There are more than 25 Parker models that have a stainless steel version. A complete collection, including rollerballs, ballpoints and pencils, would be quite large. As with many pen makers, the stainless models often occupy the lower end of the pen model's price range.

Top To Bottom: Parker Sonnet Flighter G/T / Parker Frontier Flighter G/T Pen and Pencil

Waterman, as well as many other pen makers, included all-stainless versions in their pen lines. In many cases, as with the Hemisphere, the stainless pen was introduced later in the line's production.

Waterman Hemisphere Stainless C/T

Same Look, Only Brass

Other pen makers also introduced brushed silver-looking pens. Sheaffer has had several in its lineup, including the Imperial, introduced in 1961, a pen that strongly followed the design of the Pen For Men, and eventually produced as a brushed chrome pen in the late 1960s. Instead of stainless steel, which Sheaffer did use on pen caps starting in the late 1940s, the brushed chrome pens are brushed brass base metal electroplated with chrome. In the recent revival of the Imperial in the 1990s, Sheaffer included a brushed chrome model in the lineup.

Top To Bottom: Sheaffer Triumph Imperial Stainless C/T / Sheaffer Imperial 444 G/T

Sheaffer's Targa line, introduced in 1976, included entry-level brushed chrome models in both gold and chrome plate trim, with matching stainless or gold plate stainless inlaid nibs.

Top To Bottom: Sheaffer Targa Stainless C/T / Sheaffer Targa Stainless G/T

Focused collections can be a lot of fun.
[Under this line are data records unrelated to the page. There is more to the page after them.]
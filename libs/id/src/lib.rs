//! # plexus-id
//!
//! Typed identifiers shared by every plexus crate.
//!
//! ## ID Format
//!
//! All identifiers use a prefixed format: `{prefix}_{ulid}`
//!
//! Examples:
//! - `app_01HV4Z2WQXKJNM8GPQY6VBKC3D` (an application being assembled)
//! - `sys_01HV4Z3MXNKPQR9HSTZ7WCLD4E` (a participating host)
//! - `prov_01HV4Z4NYPLTRS0JTUA8XDME5F` (a component creator or resource allocator)
//!
//! The prefix keeps host ids from being passed where provider ids are
//! expected, and the ULID keeps ids sortable and unique without coordination.
//!
//! [`Pointer`] identifies a node of the configuration tree by path rather
//! than by ULID. [`Phase`] is not an identifier but lives here because every
//! message on the peer protocol carries one.

mod error;
mod macros;
mod pointer;
mod types;

pub use error::IdError;
pub use pointer::{Pointer, Segment, SegmentKind};
pub use types::*;

/// Re-export ulid for consumers that need raw ULID operations
pub use ulid::Ulid;
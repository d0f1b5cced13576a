//! plexus Assembler Library
//!
//! Each host runs one assembler. Together they negotiate how the component
//! tree of an application is assembled: which creator builds every node,
//! which host it lives on, and which allocators back its resources.
//!
//! ## Architecture
//!
//! ```text
//! Assembler (per host)
//! ├── ResourceMonitor           (host-wide free table, shared)
//! ├── LocalLeases               (granted and hooked leases)
//! └── Application(id)           (per-application negotiation actor)
//!     └── Outbox                (one FIFO lane per peer host)
//! ```
//!
//! ## Modules
//!
//! - `actors`: Actor framework the applications run on
//! - `application`: Per-application negotiation actor
//! - `assembler`: Host service and peer protocol entry points
//! - `network`: In-process network of hosts
//! - `scenario`: JSON-described simulations

pub mod actors;
pub mod application;
pub mod assembler;
pub mod container;
pub mod lease;
pub mod lifecycle;
pub mod model;
pub mod network;
pub mod peer;
pub mod resources;
pub mod scenario;

pub mod config;

pub use assembler::{Assembler, AssemblerError};
pub use config::Config;
pub use container::{Candidate, Container, ContainerError, ResourceSnapshot, StaticContainer};
pub use lease::{Lease, LeaseError, LivenessPort, LocalLeases};
pub use model::{Assembly, AssemblyPointer, AssemblyState, AssemblyTree, ChildRef};
pub use network::LocalNetwork;
pub use peer::{Peer, PeerDirectory, PeerError};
My experience with collecting Flighters and all-stainless pens is that the stainless version of the pen really shows off the quality and limitations of the basic, unornamented design, with the bonus of being a durable everyday user pen. I don't worry as much about scratches and dings with these pens, so they usually don't sit idle in their cases. And to me, the real fun in collecting pens is in their use, scribbling notes, doodling pictures, writing letters, and whatever else puts ink on paper during the day.